Finding Meaning through Ikigai: Bagaimana Prinsip Ini Menghidupi Arsitektur dan Desain
Memanusiakan proses dan karya dalam desain mampu melahirkan fungsi dan estetika yang berjalan seirama, dan hal ini bisa dilihat dalam kacamata konsep Jepang, ikigai.
Words by Whiteboard Journal
In partnership with Bobo Tokyo
Teks: Garrin Faturrahman
Cover: Riezky Hana Putra
Untuk membantu menggambarkan pentingnya “tujuan”, filosofi Jepang ikigai bisa digunakan sebagai studi kasus. Pertama, secara etimologis, ikigai yang ditulis “生き甲斐” dalam aksara Jepang ini, merupakan gabungan dari kata-kata “生きる” atau ikiru yang berarti “untuk hidup”, dengan kanji “甲斐” yang bisa dibaca gai dan bisa diartikan sebagai “value” atau something worth doing.
Yes. Ikigai bisa digunakan sebagai konsep yang mampu menjadi sarana untuk menjawab “apa tujuannya” secara grounded berdasarkan: hal yang disukai; yang dibutuhkan oleh dunia; yang mampu mendatangkan uang; dan untuk melihat si individu ini mahir di bidang apa. Dengan menggabungkan poin-poin ini, maka ikigai akan tercapai, dan niscaya “tujuan” pun akan lebih terang untuk dilihat—meski bagan di atas bisa dirasa terlalu mengedepankan nilai-nilai entrepreneurship.
Kedua, pengikut ikigai ditemukan secara prominen di Okinawa, prefektur di Jepang yang menjadi bagian dari blue zone, atau daerah di dunia dengan penduduk yang berumur panjang. Tentu saja, banyak faktor yang bisa menjelaskan kenapa ada banyak centenarians yang tinggal di Okinawa, seperti diet, praktik sosial, dan genetik, menurut temuan The Okinawa Centenarian Study yang telah meneliti fenomena di prefektur tropis tersebut sedari 1975. Tapi tampaknya, memiliki “tujuan” memainkan peran yang sama hebatnya dengan ketiga faktor tersebut, dan “tujuan” ini yang berusaha ditekankan lewat ikigai.

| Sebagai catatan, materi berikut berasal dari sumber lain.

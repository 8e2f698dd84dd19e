//! JSON adapter built on [`serde_json`].
//!
//! - [`parse`]: JSON text to a [`BufferStream`].
//! - [`JsonWriter`]: a [`TokenSink`] producing a [`serde_json::Value`].
//! - [`read_value`] / [`write_value`]: tree ⇄ tokens.
//! - [`serialize_into`] / [`deserialize_from`]: the serde bridge, binding any
//!   `Serialize`/`Deserialize` type through tokens.
//!
//! Binary tokens have no JSON form; [`JsonWriter`] writes them as standard
//! base64 text, which [`TokenStream::binary_value`] reads back.
//!
//! # Examples
//!
//! ```
//! use vc_token::{TokenSink, json::JsonWriter};
//!
//! let mut writer = JsonWriter::new();
//! writer.write_start_object().unwrap();
//! writer.write_field_name("id").unwrap();
//! writer.write_int(4).unwrap();
//! writer.write_end_object().unwrap();
//!
//! assert_eq!(writer.into_string().unwrap(), r#"{"id":4}"#);
//! ```

use alloc::string::String;
use alloc::vec::Vec;

use base64::Engine;
use base64::engine::general_purpose::STANDARD;
use serde::Serialize;
use serde::de::DeserializeOwned;
use serde_json::{Map, Number, Value};

use crate::{BufferStream, StreamError, Token, TokenBuffer, TokenKind, TokenSink, TokenStream};

// -----------------------------------------------------------------------------
// Reading

/// Parses JSON text into a stream positioned before its first token.
///
/// # Examples
///
/// ```
/// use vc_token::{TokenKind, TokenStream, json};
///
/// let mut stream = json::parse("[true, null]").unwrap();
/// assert_eq!(stream.next_token().unwrap(), Some(TokenKind::StartArray));
/// assert_eq!(stream.next_token().unwrap(), Some(TokenKind::ValueTrue));
/// assert_eq!(stream.next_token().unwrap(), Some(TokenKind::ValueNull));
/// ```
pub fn parse(input: &str) -> Result<BufferStream, StreamError> {
    let value: Value = serde_json::from_str(input)?;
    let mut buffer = TokenBuffer::new();
    write_value(&value, &mut buffer)?;
    Ok(buffer.into_stream())
}

/// Parses JSON text and advances to its first token.
///
/// This is the usual entry point for decoders, which expect to be
/// positioned on the first token of the value they read.
pub fn parse_started(input: &str) -> Result<BufferStream, StreamError> {
    let mut stream = parse(input)?;
    stream.expect_next()?;
    Ok(stream)
}

/// Reads the value starting at the current token into a JSON tree.
///
/// On return the stream is positioned on the last token of that value.
pub fn read_value<S: TokenStream + ?Sized>(stream: &mut S) -> Result<Value, StreamError> {
    let token = stream.current().cloned().ok_or(StreamError::NoCurrentToken)?;
    match token {
        Token::StartObject => {
            let mut map = Map::new();
            loop {
                match stream.expect_next()? {
                    TokenKind::EndObject => break,
                    TokenKind::FieldName => {
                        let name = stream.text_owned()?;
                        stream.expect_next()?;
                        map.insert(name, read_value(stream)?);
                    }
                    other => return Err(StreamError::mismatch("field name", other)),
                }
            }
            Ok(Value::Object(map))
        }
        Token::StartArray => {
            let mut items = Vec::new();
            loop {
                match stream.expect_next()? {
                    TokenKind::EndArray => break,
                    _ => items.push(read_value(stream)?),
                }
            }
            Ok(Value::Array(items))
        }
        Token::String(text) => Ok(Value::String(text)),
        Token::Int(v) => Ok(Value::Number(Number::from(v))),
        Token::Float(v) => Number::from_f64(v)
            .map(Value::Number)
            .ok_or_else(|| StreamError::NumberOutOfRange(alloc::format!("{v}"))),
        Token::Bool(v) => Ok(Value::Bool(v)),
        Token::Null => Ok(Value::Null),
        Token::Embedded(bytes) => Ok(Value::String(STANDARD.encode(bytes))),
        other => Err(StreamError::mismatch("value", other.kind())),
    }
}

// -----------------------------------------------------------------------------
// Writing

/// Writes a JSON tree as tokens.
pub fn write_value<W: TokenSink + ?Sized>(value: &Value, sink: &mut W) -> Result<(), StreamError> {
    match value {
        Value::Null => sink.write_null(),
        Value::Bool(v) => sink.write_bool(*v),
        Value::Number(n) => {
            if let Some(v) = n.as_i64() {
                sink.write_int(v)
            } else if let Some(v) = n.as_f64() {
                sink.write_float(v)
            } else {
                Err(StreamError::NumberOutOfRange(alloc::format!("{n}")))
            }
        }
        Value::String(s) => sink.write_string(s),
        Value::Array(items) => {
            sink.write_start_array()?;
            for item in items {
                write_value(item, sink)?;
            }
            sink.write_end_array()
        }
        Value::Object(map) => {
            sink.write_start_object()?;
            for (name, item) in map {
                sink.write_field_name(name)?;
                write_value(item, sink)?;
            }
            sink.write_end_object()
        }
    }
}

enum Frame {
    Array(Vec<Value>),
    Object(Map<String, Value>, Option<String>),
}

/// A [`TokenSink`] assembling a [`serde_json::Value`].
#[derive(Default)]
pub struct JsonWriter {
    stack: Vec<Frame>,
    root: Option<Value>,
}

impl JsonWriter {
    #[inline]
    pub const fn new() -> Self {
        Self {
            stack: Vec::new(),
            root: None,
        }
    }

    /// Returns the written tree.
    pub fn finish(self) -> Result<Value, StreamError> {
        if !self.stack.is_empty() {
            return Err(StreamError::Unbalanced("unclosed container"));
        }
        self.root.ok_or(StreamError::UnexpectedEof)
    }

    /// Returns the written tree as compact JSON text.
    pub fn into_string(self) -> Result<String, StreamError> {
        Ok(serde_json::to_string(&self.finish()?)?)
    }

    fn push_value(&mut self, value: Value) -> Result<(), StreamError> {
        match self.stack.last_mut() {
            None if self.root.is_none() => {
                self.root = Some(value);
                Ok(())
            }
            None => Err(StreamError::Unbalanced("more than one root value")),
            Some(Frame::Array(items)) => {
                items.push(value);
                Ok(())
            }
            Some(Frame::Object(map, pending)) => match pending.take() {
                Some(name) => {
                    map.insert(name, value);
                    Ok(())
                }
                None => Err(StreamError::Unbalanced("object value without field name")),
            },
        }
    }
}

impl TokenSink for JsonWriter {
    fn write_start_object(&mut self) -> Result<(), StreamError> {
        self.stack.push(Frame::Object(Map::new(), None));
        Ok(())
    }

    fn write_end_object(&mut self) -> Result<(), StreamError> {
        match self.stack.pop() {
            Some(Frame::Object(map, None)) => self.push_value(Value::Object(map)),
            Some(Frame::Object(_, Some(_))) => {
                Err(StreamError::Unbalanced("field name without value"))
            }
            _ => Err(StreamError::Unbalanced("object end without start")),
        }
    }

    fn write_start_array(&mut self) -> Result<(), StreamError> {
        self.stack.push(Frame::Array(Vec::new()));
        Ok(())
    }

    fn write_end_array(&mut self) -> Result<(), StreamError> {
        match self.stack.pop() {
            Some(Frame::Array(items)) => self.push_value(Value::Array(items)),
            _ => Err(StreamError::Unbalanced("array end without start")),
        }
    }

    fn write_field_name(&mut self, name: &str) -> Result<(), StreamError> {
        match self.stack.last_mut() {
            Some(Frame::Object(_, pending @ None)) => {
                *pending = Some(String::from(name));
                Ok(())
            }
            _ => Err(StreamError::Unbalanced("field name outside of an object")),
        }
    }

    #[inline]
    fn write_string(&mut self, value: &str) -> Result<(), StreamError> {
        self.push_value(Value::String(String::from(value)))
    }

    #[inline]
    fn write_int(&mut self, value: i64) -> Result<(), StreamError> {
        self.push_value(Value::Number(Number::from(value)))
    }

    fn write_float(&mut self, value: f64) -> Result<(), StreamError> {
        let number = Number::from_f64(value)
            .ok_or_else(|| StreamError::NumberOutOfRange(alloc::format!("{value}")))?;
        self.push_value(Value::Number(number))
    }

    #[inline]
    fn write_bool(&mut self, value: bool) -> Result<(), StreamError> {
        self.push_value(Value::Bool(value))
    }

    #[inline]
    fn write_null(&mut self) -> Result<(), StreamError> {
        self.push_value(Value::Null)
    }

    #[inline]
    fn write_binary(&mut self, value: &[u8]) -> Result<(), StreamError> {
        self.push_value(Value::String(STANDARD.encode(value)))
    }
}

// -----------------------------------------------------------------------------
// Serde bridge

/// Writes any serde-serializable value as tokens.
pub fn serialize_into<T, W>(value: &T, sink: &mut W) -> Result<(), StreamError>
where
    T: Serialize + ?Sized,
    W: TokenSink + ?Sized,
{
    let tree = serde_json::to_value(value)?;
    write_value(&tree, sink)
}

/// Reads a serde-deserializable value starting at the current token.
///
/// On return the stream is positioned on the last token of that value.
pub fn deserialize_from<T, S>(stream: &mut S) -> Result<T, StreamError>
where
    T: DeserializeOwned,
    S: TokenStream + ?Sized,
{
    let tree = read_value(stream)?;
    Ok(serde_json::from_value(tree)?)
}

/// Renders tokens as compact JSON text.
pub fn to_string(buffer: &TokenBuffer) -> Result<String, StreamError> {
    let mut stream = buffer.clone().into_stream();
    stream.expect_next()?;
    let tree = read_value(&mut stream)?;
    Ok(serde_json::to_string(&tree)?)
}

// -----------------------------------------------------------------------------
// Tests

#[cfg(test)]
mod tests {
    use super::*;

    #[test]
    fn parse_preserves_field_order() {
        let text = r#"{"z":1,"a":[1.5,"x",null],"m":{"k":false}}"#;
        let mut stream = parse_started(text).unwrap();
        let tree = read_value(&mut stream).unwrap();
        assert_eq!(serde_json::to_string(&tree).unwrap(), text);
        assert_eq!(stream.next_token().unwrap(), None);
    }

    #[test]
    fn writer_rejects_value_without_name() {
        let mut writer = JsonWriter::new();
        writer.write_start_object().unwrap();
        assert!(writer.write_int(1).is_err());
    }

    #[test]
    fn binary_is_written_as_base64() {
        let mut writer = JsonWriter::new();
        writer.write_binary(&[1, 2, 3]).unwrap();
        let text = writer.into_string().unwrap();
        assert_eq!(text, r#""AQID""#);

        let stream = parse_started(&text).unwrap();
        assert_eq!(stream.binary_value().unwrap(), vec![1, 2, 3]);
    }

    #[test]
    fn non_finite_floats_are_rejected() {
        let mut writer = JsonWriter::new();
        assert!(matches!(
            writer.write_float(f64::NAN),
            Err(StreamError::NumberOutOfRange(_))
        ));
    }
}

Lebih lanjut mengenai penduduk Okinawa, penelitian yang terrangkum dalam buku “Ikigai: The Japanese Secret to a Long and Happy Life” oleh Héctor García dan Francesc Miralles ini meneliti 100 penduduk lansia di desa Ogimi, Okinawa mengenai ikigai masing-masing. Jawabannya para centenarians ini beragam: dari ngobrol bersama teman-teman, berkebun, hingga berkarya seni. Yang pasti, hal-hal yang memberi mereka rasa senang.
Menilik dari yang sudah dijelaskan oleh penduduk Okinawa, ikigai juga menyiratkan adanya keharusan bagi sang individu untuk memikirkan bahwa untuk mencapai ikigai, mereka tidak boleh hanya memikirkan diri sendiri. Bagaimana tidak, ngobrol adalah aktivitas yang dilakukan dengan orang lain, dan kesepian sudah scientifically proven sebagai ancaman epidemi kesehatan yang nyata karena dampak long-term loneliness yang ekuivalen dengan merokok 15 batang sehari.
Lantas, konsep ikigai bisa diaplikasikan secara altruistic dalam arsitektur dan desain. Simpelnya, jika ikigai dalam arsitektur adalah spektrum, maka di “kutub baik” ada fasilitas screening karya firma arsitektur AT-LARS, dan di ujung ekstrem berlawanannya ada hostile architecture. Tak hanya di situ, desain pakaian, interior, hingga UX design pun semua bisa menyatakan nilai ikigai yang mindful ini di dalamnya. Garis merah dari arsitektur hingga pakaian yang mengedepankan ikigai adalah: dihargainya fungsi sebagai poin utama dalam desain, dan bahwa munculnya estetika berangkat terlebih dahulu dari fungsi.
Mengenai desain-desain pakaian Jepang, ikigai juga terasa kuat dalam tiap guratan dan potongannya. Pertama, attention to detail yang tidak pernah dikhianati dalam pengkaryaan khas Jepang bisa dilihat sebagai bagian dari “what you love” dalam ikigai, dan segala ini berjalan senada dengan Japanese craftsmanship yang selalu dikedepankan, yang bahkan sudah menjadi bagian dari tradisi penduduk negeri tersebut. Kedua, di setiap detail-detail itu juga, fungsi dan tujuan juga turut diperhitungkan secara seksama. Setiap pola, jahitan, dan guntingan memberikan fungsi terbaik, sembari menjaga keutuhan bentuk dan estetika.
Dengan memanusiakan proses dan karya, kecil kemungkinan untuk fungsi dan tujuan mengkhianati para penggagas, pengguna, dan para mata yang melihatnya. Dunia tentu bisa lebih baik jika unsur ikigai menjadi lebih umum ditemukan di keseharian, dan semoga juga pembaca bisa menemukan unsur ikigai dalam tulisan ini.